As the US fights its one-handed campaign, the insurgents are waging their own version of "total war": It's not just US and British forces being targeted in Iraq, but mosques, churches, open-air markets, restaurants, shops, government buildings, street corners – anywhere people gather. The carnage is spreading.
Air Marshall Sir Robert Saundby, one of those involved in the deadly 1945 air attacks on Dresden, said in the foreword to "The Destruction of Dresden," by David Irving: "It's not so much this or the other means of making war that is immoral or inhumane. What is immoral is war itself. Once full-scale war has broken out it can never be humanized or civilized...."

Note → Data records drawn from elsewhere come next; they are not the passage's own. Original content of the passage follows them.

//! Likeness CLI - Database migrations and identity diagnostics.
//!
//! # Usage
//!
//! ```bash
//! # Apply identity database migrations
//! likeness migrate
//!
//! # Show how an address is classified and canonicalized
//! likeness classify J.Doe+work@gmail.com
//!
//! # Find the user owning an address
//! likeness lookup jdoe@gmail.com
//! ```
//!
//! # Commands
//!
//! - `migrate` - Run database migrations
//! - `classify` - Print domain classification, canonical form and fingerprint
//! - `lookup` - Resolve the owning user of an address

#![cfg_attr(not(test), forbid(unsafe_code))]

use clap::{Parser, Subcommand};
use tracing_subscriber::EnvFilter;

mod commands;

#[derive(Parser)]
#[command(name = "likeness")]
#[command(author, version, about = "Likeness identity engine tools")]
struct Cli {
    #[command(subcommand)]
    command: Commands,
}

#[derive(Subcommand)]
enum Commands {
    /// Run database migrations
    Migrate,
    /// Classify an email address and print its canonical form
    Classify {
        /// Email address to classify
        email: String,
    },
    /// Look up the user owning an email address
    Lookup {
        /// Email address to resolve
        email: String,
    },
}

#[tokio::main]
async fn main() {
    let filter = EnvFilter::try_from_default_env().unwrap_or_else(|_| EnvFilter::new("info"));
    tracing_subscriber::fmt().with_env_filter(filter).init();

    let cli = Cli::parse();

    if let Err(e) = run(cli).await {
        tracing::error!("Command failed: {e}");
        std::process::exit(1);
    }
}

async fn run(cli: Cli) -> Result<(), commands::CommandError> {
    match cli.command {
        Commands::Migrate => commands::migrate::run().await?,
        Commands::Classify { email } => commands::identity::classify(&email).await?,
        Commands::Lookup { email } => commands::identity::lookup(&email).await?,
    }
    Ok(())
}
//! Authentication provider discriminator and provider-specific profiles.

use serde::{Deserialize, Serialize};

/// Which authentication method a credential represents.
///
/// Stored in the `identity.provider_kind` enum and immutable once a
/// credential has been created.
#[derive(Debug, Clone, Copy, PartialEq, Eq, Hash, Serialize, Deserialize)]
#[cfg_attr(feature = "postgres", derive(sqlx::Type))]
#[cfg_attr(
    feature = "postgres",
    sqlx(type_name = "identity.provider_kind", rename_all = "snake_case")
)]
#[serde(rename_all = "snake_case")]
pub enum ProviderKind {
    /// Email address plus password.
    EmailPass,
    /// Google OAuth.
    GoogleOauth,
    /// GitHub OAuth.
    GithubOauth,
}

impl ProviderKind {
    /// Whether this provider is an OAuth provider.
    #[must_use]
    pub const fn is_oauth(self) -> bool {
        matches!(self, Self::GoogleOauth | Self::GithubOauth)
    }
}

impl std::fmt::Display for ProviderKind {
    fn fmt(&self, f: &mut std::fmt::Formatter<'_>) -> std::fmt::Result {
        match self {
            Self::EmailPass => write!(f, "email_pass"),
            Self::GoogleOauth => write!(f, "google_oauth"),
            Self::GithubOauth => write!(f, "github_oauth"),
        }
    }
}

/// Profile attributes reported by Google.
#[derive(Debug, Clone, PartialEq, Eq, Serialize, Deserialize)]
pub struct GoogleProfile {
    /// Google account subject id.
    pub provider_id: String,
    pub given_name: Option<String>,
    pub family_name: Option<String>,
    pub locale: Option<String>,
}

/// Profile attributes reported by GitHub.
#[derive(Debug, Clone, PartialEq, Eq, Serialize, Deserialize)]
pub struct GitHubProfile {
    /// Numeric GitHub user id, kept as text.
    pub provider_id: String,
    pub login: String,
    pub node_id: String,
    pub name: Option<String>,
    pub company: Option<String>,
    /// Whether the GitHub account has two-factor authentication enabled.
    pub two_factor_authentication: bool,
}

/// Provider-specific attributes of a credential.
///
/// The variant always agrees with the credential's [`ProviderKind`], so
/// fields belonging to another provider cannot be populated.
#[derive(Debug, Clone, PartialEq, Eq, Serialize, Deserialize)]
#[serde(tag = "provider", rename_all = "snake_case")]
pub enum ProviderProfile {
    Email,
    Google(GoogleProfile),
    #[serde(rename = "github")]
    GitHub(GitHubProfile),
}

impl ProviderProfile {
    /// The storage discriminator for this profile.
    #[must_use]
    pub const fn kind(&self) -> ProviderKind {
        match self {
            Self::Email => ProviderKind::EmailPass,
            Self::Google(_) => ProviderKind::GoogleOauth,
            Self::GitHub(_) => ProviderKind::GithubOauth,
        }
    }

    /// The provider-side account id, if this is an OAuth profile.
    #[must_use]
    pub fn provider_id(&self) -> Option<&str> {
        match self {
            Self::Email => None,
            Self::Google(p) => Some(&p.provider_id),
            Self::GitHub(p) => Some(&p.provider_id),
        }
    }
}

/// A completed OAuth exchange, as handed over by the provider client.
#[derive(Debug, Clone, PartialEq, Eq, Serialize, Deserialize)]
pub enum OAuthProfile {
    Google(GoogleProfile),
    GitHub(GitHubProfile),
}

impl OAuthProfile {
    /// The provider this exchange was made with.
    #[must_use]
    pub const fn kind(&self) -> ProviderKind {
        match self {
            Self::Google(_) => ProviderKind::GoogleOauth,
            Self::GitHub(_) => ProviderKind::GithubOauth,
        }
    }
}

impl From<OAuthProfile> for ProviderProfile {
    fn from(profile: OAuthProfile) -> Self {
        match profile {
            OAuthProfile::Google(p) => Self::Google(p),
            OAuthProfile::GitHub(p) => Self::GitHub(p),
        }
    }
}

/// One email address as reported by an OAuth provider.
///
/// Google reports a single address on the profile; GitHub reports a list of
/// addresses, each with its own verification flag.
#[derive(Debug, Clone, PartialEq, Eq, Serialize, Deserialize)]
pub struct ProviderEmail {
    pub email: String,
    /// Whether the provider has verified this address.
    pub verified: bool,
    pub primary: bool,
}
//! Identity engine configuration loaded from environment variables.
//!
//! # Environment Variables
//!
//! ## Required
//! - `LIKENESS_DATABASE_URL` - `PostgreSQL` connection string (falls back to `DATABASE_URL`)
//! - `LIKENESS_PASSWORD_PEPPER` - Server-side password pepper (min 32 chars, high entropy)
//!
//! ## Optional
//! - `LIKENESS_DNS_TIMEOUT_MS` - MX lookup timeout in milliseconds (default: 3000)
//! - `LIKENESS_GOOGLE_DOMAINS` - Comma-separated extra Google-managed domains
//! - `LIKENESS_ARGON2_MEMORY_KIB` - Argon2 memory cost (default: 19456)
//! - `LIKENESS_ARGON2_ITERATIONS` - Argon2 time cost (default: 2)
//! - `LIKENESS_ARGON2_PARALLELISM` - Argon2 lanes (default: 1)

use std::collections::HashMap;
use std::str::FromStr;
use std::time::Duration;

use secrecy::{ExposeSecret, SecretString};
use thiserror::Error;

use crate::dns::DEFAULT_LOOKUP_TIMEOUT;

const MIN_PEPPER_LENGTH: usize = 32;
const MIN_ENTROPY_BITS_PER_CHAR: f64 = 3.3;

/// Length of the raw Argon2 output in bytes.
pub const DIGEST_LENGTH: usize = 32;

/// Blocklist of common placeholder patterns (case-insensitive)
const PLACEHOLDER_PATTERNS: &[&str] = &[
    "your-",
    "changeme",
    "replace",
    "placeholder",
    "example",
    "secret",
    "password",
    "pepper",
    "xxx",
    "todo",
    "fixme",
    "insert",
    "enter-",
    "put-your",
    "add-your",
];

/// Configuration errors that can occur during loading.
#[derive(Debug, Error)]
pub enum ConfigError {
    #[error("Missing environment variable: {0}")]
    MissingEnvVar(String),
    #[error("Invalid environment variable {0}: {1}")]
    InvalidEnvVar(String, String),
    #[error("Insecure secret in {0}: {1}")]
    InsecureSecret(String, String),
}

/// Identity engine configuration.
///
/// Implements `Debug` manually to redact secret fields.
#[derive(Clone)]
pub struct IdentityConfig {
    /// `PostgreSQL` database connection URL (contains password)
    pub database_url: SecretString,
    /// Pepper mixed into every password digest
    pub password_pepper: SecretString,
    /// Domain classification settings
    pub dns: DnsConfig,
    /// Password hashing cost
    pub argon2: Argon2Config,
}

impl std::fmt::Debug for IdentityConfig {
    fn fmt(&self, f: &mut std::fmt::Formatter<'_>) -> std::fmt::Result {
        f.debug_struct("IdentityConfig")
            .field("database_url", &"[REDACTED]")
            .field("password_pepper", &"[REDACTED]")
            .field("dns", &self.dns)
            .field("argon2", &self.argon2)
            .finish()
    }
}

/// Domain classification settings.
#[derive(Debug, Clone, PartialEq, Eq)]
pub struct DnsConfig {
    /// Upper bound on one MX lookup
    pub timeout: Duration,
    /// Domains treated as Google-managed without a lookup
    pub google_domains: Vec<String>,
}

impl Default for DnsConfig {
    fn default() -> Self {
        Self {
            timeout: DEFAULT_LOOKUP_TIMEOUT,
            google_domains: Vec::new(),
        }
    }
}

impl DnsConfig {
    /// Load only the DNS settings, for commands that need no secrets.
    ///
    /// # Errors
    ///
    /// Returns `ConfigError::InvalidEnvVar` if the timeout isn't a number.
    pub fn from_env() -> Result<Self, ConfigError> {
        let _ = dotenvy::dotenv();
        let lookup = |key: &str| std::env::var(key).ok();
        Self::load(&Env(&lookup))
    }

    fn load(env: &Env<'_>) -> Result<Self, ConfigError> {
        let timeout = env
            .parsed::<u64>("LIKENESS_DNS_TIMEOUT_MS")?
            .map_or(DEFAULT_LOOKUP_TIMEOUT, Duration::from_millis);

        let google_domains = env
            .optional("LIKENESS_GOOGLE_DOMAINS")
            .map(|list| {
                list.split(',')
                    .map(|d| d.trim().to_lowercase())
                    .filter(|d| !d.is_empty())
                    .collect()
            })
            .unwrap_or_default();

        Ok(Self {
            timeout,
            google_domains,
        })
    }
}

/// Argon2id cost parameters.
#[derive(Debug, Clone, Copy, PartialEq, Eq)]
pub struct Argon2Config {
    pub memory_kib: u32,
    pub iterations: u32,
    pub parallelism: u32,
}

impl Default for Argon2Config {
    fn default() -> Self {
        Self {
            memory_kib: argon2::Params::DEFAULT_M_COST,
            iterations: argon2::Params::DEFAULT_T_COST,
            parallelism: argon2::Params::DEFAULT_P_COST,
        }
    }
}

impl Argon2Config {
    /// Build the argon2 parameter set.
    ///
    /// # Errors
    ///
    /// Returns `ConfigError::InvalidEnvVar` if argon2 rejects the combination.
    pub fn params(&self) -> Result<argon2::Params, ConfigError> {
        argon2::Params::new(
            self.memory_kib,
            self.iterations,
            self.parallelism,
            Some(DIGEST_LENGTH),
        )
        .map_err(|e| ConfigError::InvalidEnvVar("LIKENESS_ARGON2_*".to_string(), e.to_string()))
    }
}

impl IdentityConfig {
    /// Load configuration from environment variables.
    ///
    /// Calls `dotenvy::dotenv()` to load from `.env` file if present.
    ///
    /// # Errors
    ///
    /// Returns `ConfigError` if required variables are missing, invalid, or
    /// if the pepper fails validation (placeholder detection, entropy check).
    pub fn from_env() -> Result<Self, ConfigError> {
        // Load .env file if present (ignore errors if not found)
        let _ = dotenvy::dotenv();

        Self::from_lookup(|key| std::env::var(key).ok())
    }

    /// Load configuration through an arbitrary variable lookup.
    ///
    /// # Errors
    ///
    /// Same as [`IdentityConfig::from_env`].
    pub fn from_lookup(lookup: impl Fn(&str) -> Option<String>) -> Result<Self, ConfigError> {
        let env = Env(&lookup);

        let database_url = env.database_url("LIKENESS_DATABASE_URL")?;
        let password_pepper = env.validated_secret("LIKENESS_PASSWORD_PEPPER")?;
        validate_pepper_length(&password_pepper, "LIKENESS_PASSWORD_PEPPER")?;

        let dns = DnsConfig::load(&env)?;

        let defaults = Argon2Config::default();
        let argon2 = Argon2Config {
            memory_kib: env
                .parsed("LIKENESS_ARGON2_MEMORY_KIB")?
                .unwrap_or(defaults.memory_kib),
            iterations: env
                .parsed("LIKENESS_ARGON2_ITERATIONS")?
                .unwrap_or(defaults.iterations),
            parallelism: env
                .parsed("LIKENESS_ARGON2_PARALLELISM")?
                .unwrap_or(defaults.parallelism),
        };
        argon2.params()?;

        Ok(Self {
            database_url,
            password_pepper,
            dns,
            argon2,
        })
    }
}

/// Read only the database URL, for commands that never hash passwords.
///
/// # Errors
///
/// Returns `ConfigError::MissingEnvVar` if neither variable is set.
pub fn database_url_from_env() -> Result<SecretString, ConfigError> {
    let _ = dotenvy::dotenv();
    let lookup = |key: &str| std::env::var(key).ok();
    Env(&lookup).database_url("LIKENESS_DATABASE_URL")
}

// =============================================================================
// Helper Functions
// =============================================================================

struct Env<'a>(&'a dyn Fn(&str) -> Option<String>);

impl Env<'_> {
    /// Get an optional environment variable.
    fn optional(&self, key: &str) -> Option<String> {
        (self.0)(key).filter(|v| !v.is_empty())
    }

    /// Get a required environment variable.
    fn required(&self, key: &str) -> Result<String, ConfigError> {
        self.optional(key)
            .ok_or_else(|| ConfigError::MissingEnvVar(key.to_string()))
    }

    /// Parse an optional environment variable.
    fn parsed<T>(&self, key: &str) -> Result<Option<T>, ConfigError>
    where
        T: FromStr,
        T::Err: std::fmt::Display,
    {
        self.optional(key)
            .map(|v| {
                v.trim()
                    .parse::<T>()
                    .map_err(|e| ConfigError::InvalidEnvVar(key.to_string(), e.to_string()))
            })
            .transpose()
    }

    /// Get database URL with fallback to generic `DATABASE_URL`.
    fn database_url(&self, primary_key: &str) -> Result<SecretString, ConfigError> {
        self.optional(primary_key)
            .or_else(|| self.optional("DATABASE_URL"))
            .map(SecretString::from)
            .ok_or_else(|| ConfigError::MissingEnvVar(primary_key.to_string()))
    }

    /// Load and validate a secret.
    fn validated_secret(&self, key: &str) -> Result<SecretString, ConfigError> {
        let value = self.required(key)?;
        validate_secret_strength(&value, key)?;
        Ok(SecretString::from(value))
    }
}

/// Validate that the pepper meets minimum length requirements.
fn validate_pepper_length(secret: &SecretString, var_name: &str) -> Result<(), ConfigError> {
    let value = secret.expose_secret();
    if value.len() < MIN_PEPPER_LENGTH {
        return Err(ConfigError::InsecureSecret(
            var_name.to_string(),
            format!(
                "must be at least {} characters (got {})",
                MIN_PEPPER_LENGTH,
                value.len()
            ),
        ));
    }
    Ok(())
}

/// Calculate Shannon entropy in bits per character.
fn shannon_entropy(s: &str) -> f64 {
    if s.is_empty() {
        return 0.0;
    }

    let mut freq: HashMap<char, usize> = HashMap::new();
    for c in s.chars() {
        *freq.entry(c).or_insert(0) += 1;
    }

    #[allow(clippy::cast_precision_loss)] // String length will never exceed f64 precision
    let len = s.chars().count() as f64;
    freq.values()
        .map(|&count| {
            #[allow(clippy::cast_precision_loss)]
            let p = count as f64 / len;
            -p * p.log2()
        })
        .sum()
}

/// Validate that a secret is not a placeholder and has sufficient entropy.
fn validate_secret_strength(secret: &str, var_name: &str) -> Result<(), ConfigError> {
    let lower = secret.to_lowercase();

    if let Some(pattern) = PLACEHOLDER_PATTERNS.iter().find(|p| lower.contains(*p)) {
        return Err(ConfigError::InsecureSecret(
            var_name.to_string(),
            format!("appears to be a placeholder (contains '{pattern}')"),
        ));
    }

    let entropy = shannon_entropy(secret);
    if entropy < MIN_ENTROPY_BITS_PER_CHAR {
        return Err(ConfigError::InsecureSecret(
            var_name.to_string(),
            format!(
                "entropy too low ({entropy:.2} bits/char, need >= {MIN_ENTROPY_BITS_PER_CHAR:.1}). Use a randomly generated value."
            ),
        ));
    }

    Ok(())
}

#[cfg(test)]
#[allow(clippy::unwrap_used)]
mod tests {
    use super::*;

    const PEPPER: &str = "aB3$xY9!mK2@nL5#pQ7&rT0*uW4^zC6%D";

    fn load(vars: &[(&str, &str)]) -> Result<IdentityConfig, ConfigError> {
        let vars: HashMap<String, String> = vars
            .iter()
            .map(|(k, v)| ((*k).to_string(), (*v).to_string()))
            .collect();
        IdentityConfig::from_lookup(|key| vars.get(key).cloned())
    }

    #[test]
    fn test_shannon_entropy_empty() {
        assert!((shannon_entropy("") - 0.0).abs() < f64::EPSILON);
    }

    #[test]
    fn test_shannon_entropy_two_chars() {
        let entropy = shannon_entropy("ab");
        assert!((entropy - 1.0).abs() < 0.01);
    }

    #[test]
    fn test_validate_secret_strength_placeholder() {
        let err = validate_secret_strength("your-pepper-here", "TEST_VAR").unwrap_err();
        assert!(matches!(err, ConfigError::InsecureSecret(_, _)));
    }

    #[test]
    fn test_validate_secret_strength_low_entropy() {
        let err = validate_secret_strength(&"a".repeat(40), "TEST_VAR").unwrap_err();
        assert!(matches!(err, ConfigError::InsecureSecret(_, _)));
    }

    #[test]
    fn test_validate_secret_strength_valid() {
        assert!(validate_secret_strength(PEPPER, "TEST_VAR").is_ok());
    }

    #[test]
    fn test_short_pepper_rejected() {
        let err = load(&[
            ("LIKENESS_DATABASE_URL", "postgres://localhost/likeness"),
            ("LIKENESS_PASSWORD_PEPPER", "aB3$xY9!mK2@"),
        ])
        .unwrap_err();
        assert!(matches!(err, ConfigError::InsecureSecret(_, _)));
    }

    #[test]
    fn test_defaults() {
        let config = load(&[
            ("LIKENESS_DATABASE_URL", "postgres://localhost/likeness"),
            ("LIKENESS_PASSWORD_PEPPER", PEPPER),
        ])
        .unwrap();

        assert_eq!(config.dns, DnsConfig::default());
        assert_eq!(config.dns.timeout, Duration::from_secs(3));
        assert_eq!(config.argon2, Argon2Config::default());
    }

    #[test]
    fn test_database_url_fallback() {
        let config = load(&[
            ("DATABASE_URL", "postgres://fallback/likeness"),
            ("LIKENESS_PASSWORD_PEPPER", PEPPER),
        ])
        .unwrap();
        assert_eq!(
            config.database_url.expose_secret(),
            "postgres://fallback/likeness"
        );
    }

    #[test]
    fn test_missing_pepper() {
        let err = load(&[("LIKENESS_DATABASE_URL", "postgres://localhost/likeness")]).unwrap_err();
        assert!(matches!(err, ConfigError::MissingEnvVar(key) if key == "LIKENESS_PASSWORD_PEPPER"));
    }

    #[test]
    fn test_optional_overrides() {
        let config = load(&[
            ("LIKENESS_DATABASE_URL", "postgres://localhost/likeness"),
            ("LIKENESS_PASSWORD_PEPPER", PEPPER),
            ("LIKENESS_DNS_TIMEOUT_MS", "250"),
            ("LIKENESS_GOOGLE_DOMAINS", "Corp.Example, ,mail.test"),
            ("LIKENESS_ARGON2_MEMORY_KIB", "4096"),
            ("LIKENESS_ARGON2_ITERATIONS", "3"),
        ])
        .unwrap();

        assert_eq!(config.dns.timeout, Duration::from_millis(250));
        assert_eq!(config.dns.google_domains, vec!["corp.example", "mail.test"]);
        assert_eq!(config.argon2.memory_kib, 4096);
        assert_eq!(config.argon2.iterations, 3);
        assert_eq!(config.argon2.parallelism, 1);
    }

    #[test]
    fn test_invalid_timeout() {
        let err = load(&[
            ("LIKENESS_DATABASE_URL", "postgres://localhost/likeness"),
            ("LIKENESS_PASSWORD_PEPPER", PEPPER),
            ("LIKENESS_DNS_TIMEOUT_MS", "soon"),
        ])
        .unwrap_err();
        assert!(matches!(err, ConfigError::InvalidEnvVar(_, _)));
    }

    #[test]
    fn test_debug_redacts_secrets() {
        let config = load(&[
            ("LIKENESS_DATABASE_URL", "postgres://user:hunter2@db/likeness"),
            ("LIKENESS_PASSWORD_PEPPER", PEPPER),
        ])
        .unwrap();

        let debug_output = format!("{config:?}");
        assert!(debug_output.contains("[REDACTED]"));
        assert!(!debug_output.contains("hunter2"));
        assert!(!debug_output.contains(PEPPER));
    }
}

Sir Robert then adds this critical point: "... and if one side attempted to do so [wage a humanized war] it would be most likely to be defeated."
Win – or go home
That may be happening to the US now in Iraq. America and Britain didn't win WWII by building playgrounds and schools and setting up local governments. They won by pounding the other side into dust. As American Gen. George Patton once said, "Nobody ever defended anything successfully; there is only attack and attack and attack some more." Rebuilding comes later.
Many Americans say we should never have attacked Iraq in the first place. Afghanistan is where the real enemy was. It's an argument historians will have to settle. But the piecemeal way this Iraq war has been fought has added to the injury on all sides.
Perhaps the message to Mr. Bush, Congress, and the American people should be: If this fight is worth doing, if America truly has an unquestionable moral imperative to win, then wage it with everything you've got. Otherwise, why is America there?
• John Dillin covered the Vietnam war for the Monitor in 1966-67 and later served as its managing editor.